* Aim of the exercise *
Among the entries that follow, find every line with the word "lock" and copy it.

START Dataset records

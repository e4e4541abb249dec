use serde::{Deserialize, Serialize};
use thiserror::Error;

/// Authentication failure carrying the provider's reason string.
#[derive(Debug, Error)]
#[error("auth error: {0}")]
pub struct AuthError(pub String);

/// The signed-in user as the auth provider reports it.
#[derive(Debug, Clone, Serialize, Deserialize)]
pub struct UserAccount {
    pub id: String,
    pub email: String,
    pub display_name: Option<String>,
}

/// Listener invoked whenever the signed-in user changes.
pub type SessionListener = Box<dyn FnMut(Option<&UserAccount>) + Send>;

/// Boundary to the external auth provider
///
/// Session state lives with the provider; callers observe it through
/// `current_user` and registered listeners.
pub trait AuthProvider {
    fn current_user(&self) -> Option<UserAccount>;

    fn login(&mut self, email: &str, password: &str) -> Result<UserAccount, AuthError>;

    fn signup(&mut self, email: &str, password: &str) -> Result<UserAccount, AuthError>;

    fn logout(&mut self) -> Result<(), AuthError>;

    /// Register a session-change listener, fired on login, signup and logout.
    fn on_session_change(&mut self, listener: SessionListener);
}

/// Single-user stand-in for a managed auth backend
///
/// The CLI operator is signed in as the user named on the command line;
/// login/signup switch that identity rather than checking credentials.
pub struct LocalUser {
    account: UserAccount,
    signed_in: bool,
    listeners: Vec<SessionListener>,
}

impl LocalUser {
    pub fn new(user_id: &str) -> Self {
        Self {
            account: account_for(user_id),
            signed_in: true,
            listeners: Vec::new(),
        }
    }

    fn notify(&mut self) {
        let current = if self.signed_in {
            Some(self.account.clone())
        } else {
            None
        };
        for listener in &mut self.listeners {
            listener(current.as_ref());
        }
    }
}

fn account_for(user_id: &str) -> UserAccount {
    UserAccount {
        id: user_id.to_string(),
        email: format!("{user_id}@localhost"),
        display_name: None,
    }
}

impl AuthProvider for LocalUser {
    fn current_user(&self) -> Option<UserAccount> {
        self.signed_in.then(|| self.account.clone())
    }

    fn login(&mut self, email: &str, _password: &str) -> Result<UserAccount, AuthError> {
        let user_id = email
            .split('@')
            .next()
            .filter(|id| !id.is_empty())
            .ok_or_else(|| AuthError(format!("invalid email address: {email}")))?;

        self.account = account_for(user_id);
        self.signed_in = true;
        self.notify();
        Ok(self.account.clone())
    }

    fn signup(&mut self, email: &str, password: &str) -> Result<UserAccount, AuthError> {
        // No account records to create locally; signup behaves like login
        self.login(email, password)
    }

    fn logout(&mut self) -> Result<(), AuthError> {
        self.signed_in = false;
        self.notify();
        Ok(())
    }

    fn on_session_change(&mut self, listener: SessionListener) {
        self.listeners.push(listener);
    }
}

#[cfg(test)]
mod tests {
    use super::*;
    use std::sync::{Arc, Mutex};

    #[test]
    fn starts_signed_in_as_named_user() {
        let auth = LocalUser::new("ada");
        let user = auth.current_user().expect("signed in");
        assert_eq!(user.id, "ada");
        assert_eq!(user.email, "ada@localhost");
    }

    #[test]
    fn logout_clears_session_and_notifies() {
        let seen: Arc<Mutex<Vec<Option<String>>>> = Arc::new(Mutex::new(Vec::new()));
        let sink = seen.clone();

        let mut auth = LocalUser::new("ada");
        auth.on_session_change(Box::new(move |user| {
            sink.lock().unwrap().push(user.map(|u| u.id.clone()));
        }));

        auth.logout().expect("logout");
        assert!(auth.current_user().is_none());

        auth.login("grace@example.com", "pw").expect("login");
        assert_eq!(auth.current_user().unwrap().id, "grace");

        let events = seen.lock().unwrap();
        assert_eq!(events.as_slice(), &[None, Some("grace".to_string())]);
    }

    #[test]
    fn login_rejects_empty_identity() {
        let mut auth = LocalUser::new("ada");
        assert!(auth.login("@nowhere", "pw").is_err());
    }
}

END Dataset records

* Written answer *
            sink.lock().unwrap().push(user.map(|u| u.id.clone()));
        let events = seen.lock().unwrap();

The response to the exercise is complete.